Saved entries
= Beginning of Section =

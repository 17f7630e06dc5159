//! The transfer parser.
//!
//! [`TransferParser`] chains the [`parsing`](crate::parsing) stages over a
//! whole message and aggregates the outcome into a [`ParsingResult`].
//!
//! # Example
//!
//! ```rust
//! use transfersort::parser::TransferParser;
//!
//! let parser = TransferParser::from_shorthands("б-Берлин,к-Кулакова,л-Ладожская");
//! let result = parser.parse("Lucky Vaper\nЧерника, с бк по 1 на л\nМалина, с б на к\nпривет");
//!
//! assert_eq!(result.transfer_count(), 3);
//! assert_eq!(result.unparsed, vec!["привет"]);
//! assert_eq!(result.categories[0].name, "Lucky Vaper");
//! ```
//!
//! Parsing never fails. Lines that cannot be understood end up in
//! [`ParsingResult::unparsed`]; an empty shop map is reported by the
//! [`report`](crate::report) formatter, not here.

use tracing::debug;

use crate::config::ParserConfig;
use crate::core::processor::{ParsingStats, group_by_direction};
use crate::parsing::{
    expand_segments, extract_line, identify_categories, parse_segment, split_groups,
};
use crate::shops::ShopBranchMap;
use crate::transfer::{Category, ParsingResult, Transfer};

/// Parses transfer messages against one shop map.
///
/// The parser holds no per-message state, so one instance can serve any
/// number of messages, from any number of threads.
#[derive(Debug, Clone, Default)]
pub struct TransferParser {
    shops: ShopBranchMap,
}

impl TransferParser {
    /// Creates a parser for the given shops.
    pub fn new(shops: ShopBranchMap) -> Self {
        Self { shops }
    }

    /// Creates a parser from a `code-Name,code-Name` string.
    pub fn from_shorthands(shorthands: &str) -> Self {
        Self::new(ShopBranchMap::parse(shorthands))
    }

    /// Creates a parser from configuration.
    pub fn with_config(config: &ParserConfig) -> Self {
        Self::from_shorthands(config.shorthands())
    }

    /// The shop map used for resolution.
    pub fn shops(&self) -> &ShopBranchMap {
        &self.shops
    }

    /// Parses one line into transfers without category information.
    ///
    /// An empty vector means the line is not a transfer line.
    pub fn parse_line(&self, line: &str) -> Vec<Transfer> {
        self.parse_line_in_category(line, None)
    }

    /// Parses one line and stamps `category` on every transfer.
    pub fn parse_line_in_category(&self, line: &str, category: Option<&str>) -> Vec<Transfer> {
        let Some(extraction) = extract_line(line.trim(), &self.shops) else {
            return Vec::new();
        };

        expand_segments(&extraction.segments)
            .iter()
            .flat_map(|segment| parse_segment(&extraction.product, segment, &self.shops))
            .map(|mut transfer| {
                if transfer.raw_quantity.is_empty() {
                    if let Some(quantity) = &extraction.quantity_override {
                        transfer.raw_quantity.clone_from(quantity);
                    }
                }
                transfer.category = category.map(str::to_string);
                transfer
            })
            .collect()
    }

    /// Parses a whole message.
    pub fn parse(&self, input: &str) -> ParsingResult {
        self.parse_with_stats(input).0
    }

    /// Parses a whole message and reports summary statistics.
    pub fn parse_with_stats(&self, input: &str) -> (ParsingResult, ParsingStats) {
        let groups = split_groups(input);
        let headers = identify_categories(&groups);

        let mut transfers = Vec::new();
        let mut unparsed = Vec::new();
        let mut categories: Vec<Category> = Vec::new();
        let mut parsed_lines = 0;

        for group in &groups {
            let category = group
                .first()
                .and_then(|line| headers.get(&line.index))
                .copied();

            for line in &group.lines {
                if headers.contains_key(&line.index) {
                    if !categories.iter().any(|c| c.name == line.text) {
                        categories.push(Category::new(line.text));
                    }
                    continue;
                }

                let line_transfers = self.parse_line_in_category(line.text, category);
                if line_transfers.is_empty() {
                    debug!(index = line.index, line = line.text, "line not parsed");
                    unparsed.push(line.text.to_string());
                    continue;
                }

                if let Some(entry) =
                    category.and_then(|name| categories.iter_mut().find(|c| c.name == name))
                {
                    for transfer in &line_transfers {
                        entry.add_product(&transfer.product);
                    }
                }

                parsed_lines += 1;
                transfers.extend(line_transfers);
            }
        }

        categories.retain(|c| !c.products.is_empty());

        let result = ParsingResult {
            transfers_by_direction: group_by_direction(transfers),
            unparsed,
            shop_branch_map: self.shops.clone(),
            categories,
        };
        let stats = ParsingStats::new(&result, parsed_lines);

        debug!(
            transfers = stats.transfers,
            directions = stats.directions,
            unparsed = stats.unparsed,
            "message parsed"
        );

        (result, stats)
    }
}

/// Parses `input` with shops from a `code-Name,code-Name` string.
///
/// Convenience wrapper around [`TransferParser`].
pub fn parse_transfers(input: &str, shorthands: &str) -> ParsingResult {
    TransferParser::from_shorthands(shorthands).parse(input)
}
//! Blank-line groups and category headers.
//!
//! Messages are written as loose blocks separated by blank lines. A block may
//! start with a short label (a supplier, a box, a product line) that applies
//! to every transfer below it:
//!
//! ```text
//! Охбар 30к
//! Арбуз клубника с в на л
//! Мексиканское манго с к на б
//! ```
//!
//! Header detection runs over the whole message first and reports headers by
//! absolute line index; the parser then looks the header up per group.

use std::collections::BTreeMap;
use std::sync::LazyLock;

use regex::Regex;

/// Headers are short labels; anything this long or longer is content.
pub const MAX_HEADER_CHARS: usize = 30;

static GROUP_SEPARATOR_RE: LazyLock<Regex> =
    LazyLock::new(|| Regex::new(r"\n\s*\n").expect("invalid group separator regex"));

static FROM_MARKER_RE: LazyLock<Regex> =
    LazyLock::new(|| Regex::new(r"(?:^|\s)с\s+").expect("invalid from marker regex"));

/// A non-blank, trimmed input line and its position among all non-blank
/// lines of the message.
#[derive(Debug, Clone, Copy, PartialEq, Eq)]
pub struct Line<'a> {
    pub index: usize,
    pub text: &'a str,
}

/// Consecutive non-blank lines between blank-line separators.
#[derive(Debug, Clone, Default, PartialEq, Eq)]
pub struct Group<'a> {
    pub lines: Vec<Line<'a>>,
}

impl<'a> Group<'a> {
    /// The group's first line, the only header candidate.
    pub fn first(&self) -> Option<&Line<'a>> {
        self.lines.first()
    }
}

/// Splits a message into groups of trimmed, non-blank lines.
///
/// Line indices run across the whole message, so index `3` is the fourth
/// non-blank line no matter which group it landed in.
pub fn split_groups(input: &str) -> Vec<Group<'_>> {
    let mut next_index = 0;

    GROUP_SEPARATOR_RE
        .split(input)
        .filter_map(|chunk| {
            let lines: Vec<Line<'_>> = chunk
                .lines()
                .map(str::trim)
                .filter(|text| !text.is_empty())
                .enumerate()
                .map(|(offset, text)| Line {
                    index: next_index + offset,
                    text,
                })
                .collect();
            next_index += lines.len();
            (!lines.is_empty()).then_some(Group { lines })
        })
        .collect()
}

fn has_transfer_marker(text: &str) -> bool {
    FROM_MARKER_RE.is_match(text) || text.contains("на ")
}

/// Whether the group opens with a category header.
///
/// The first line must carry no `с`/`на` marker and be shorter than
/// [`MAX_HEADER_CHARS`], and the second line must carry one.
pub fn is_category_header(group: &Group<'_>) -> bool {
    let [first, second, ..] = group.lines.as_slice() else {
        return false;
    };

    !has_transfer_marker(first.text)
        && first.text.chars().count() < MAX_HEADER_CHARS
        && has_transfer_marker(second.text)
}

/// Maps the absolute line index of every category header to its text.
pub fn identify_categories<'a>(groups: &[Group<'a>]) -> BTreeMap<usize, &'a str> {
    groups
        .iter()
        .filter(|group| is_category_header(group))
        .filter_map(|group| group.first().map(|line| (line.index, line.text)))
        .collect()
}

#[cfg(test)]
mod tests {
    use super::*;

    #[test]
    fn test_split_groups_indices() {
        let input = "\nпервая\nвторая\n\n\n   \nтретья\n  четвертая  \n";
        let groups = split_groups(input);

        assert_eq!(groups.len(), 2);
        assert_eq!(groups[0].lines.len(), 2);
        assert_eq!(groups[1].lines[0], Line { index: 2, text: "третья" });
        assert_eq!(groups[1].lines[1], Line { index: 3, text: "четвертая" });
    }

    #[test]
    fn test_split_groups_crlf() {
        let groups = split_groups("a с б на к\r\n\r\nb с к на л\r\n");
        assert_eq!(groups.len(), 2);
        assert_eq!(groups[1].lines[0].text, "b с к на л");
    }

    #[test]
    fn test_split_groups_empty() {
        assert!(split_groups("").is_empty());
        assert!(split_groups("\n  \n\n").is_empty());
    }

    #[test]
    fn test_header_detected() {
        let groups = split_groups("Dojo 12к\nКислое яблоко с к на б\nТабак с л на б");
        assert!(is_category_header(&groups[0]));

        let headers = identify_categories(&groups);
        assert_eq!(headers.get(&0), Some(&"Dojo 12к"));
        assert_eq!(headers.len(), 1);
    }

    #[test]
    fn test_header_rejected_when_first_line_has_marker() {
        let groups = split_groups("ленский, с к на л\nобский, с б на л");
        assert!(!is_category_header(&groups[0]));
    }

    #[test]
    fn test_header_rejected_when_too_long() {
        let groups = split_groups("Очень длинное название поставщика\nТабак с л на б");
        assert!(!is_category_header(&groups[0]));
    }

    #[test]
    fn test_header_rejected_for_single_line_group() {
        let groups = split_groups("Lucky Vaper");
        assert!(!is_category_header(&groups[0]));
    }

    #[test]
    fn test_header_rejected_when_second_line_has_no_marker() {
        let groups = split_groups("Lucky Vaper\nпросто заметка");
        assert!(!is_category_header(&groups[0]));
    }

    #[test]
    fn test_marker_inside_word_is_not_a_marker() {
        // "Микс" ends in "с" but it is not a standalone preposition
        assert!(!has_transfer_marker("Микс ягод"));
        assert!(has_transfer_marker("Микс ягод с б"));
    }

    #[test]
    fn test_headers_use_absolute_indices() {
        let input = "Охбар 30к\nАрбуз клубника с в на л\n\nЛост мери 5к\nЦитрусовый восход с в на б";
        let headers = identify_categories(&split_groups(input));
        assert_eq!(headers.keys().copied().collect::<Vec<_>>(), vec![0, 2]);
    }
}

= End of Section =

Looking at the data above, return every line from the one with "the given shops." down to the one with "Self::from_shorthands(config.shorthands())", exactly and inclusively.

▶ _WRITTEN REPLY_
    /// Creates a parser for the given shops.
    pub fn new(shops: ShopBranchMap) -> Self {
        Self { shops }
    }

    /// Creates a parser from a `code-Name,code-Name` string.
    pub fn from_shorthands(shorthands: &str) -> Self {
        Self::new(ShopBranchMap::parse(shorthands))
    }

    /// Creates a parser from configuration.
    pub fn with_config(config: &ParserConfig) -> Self {
        Self::from_shorthands(config.shorthands())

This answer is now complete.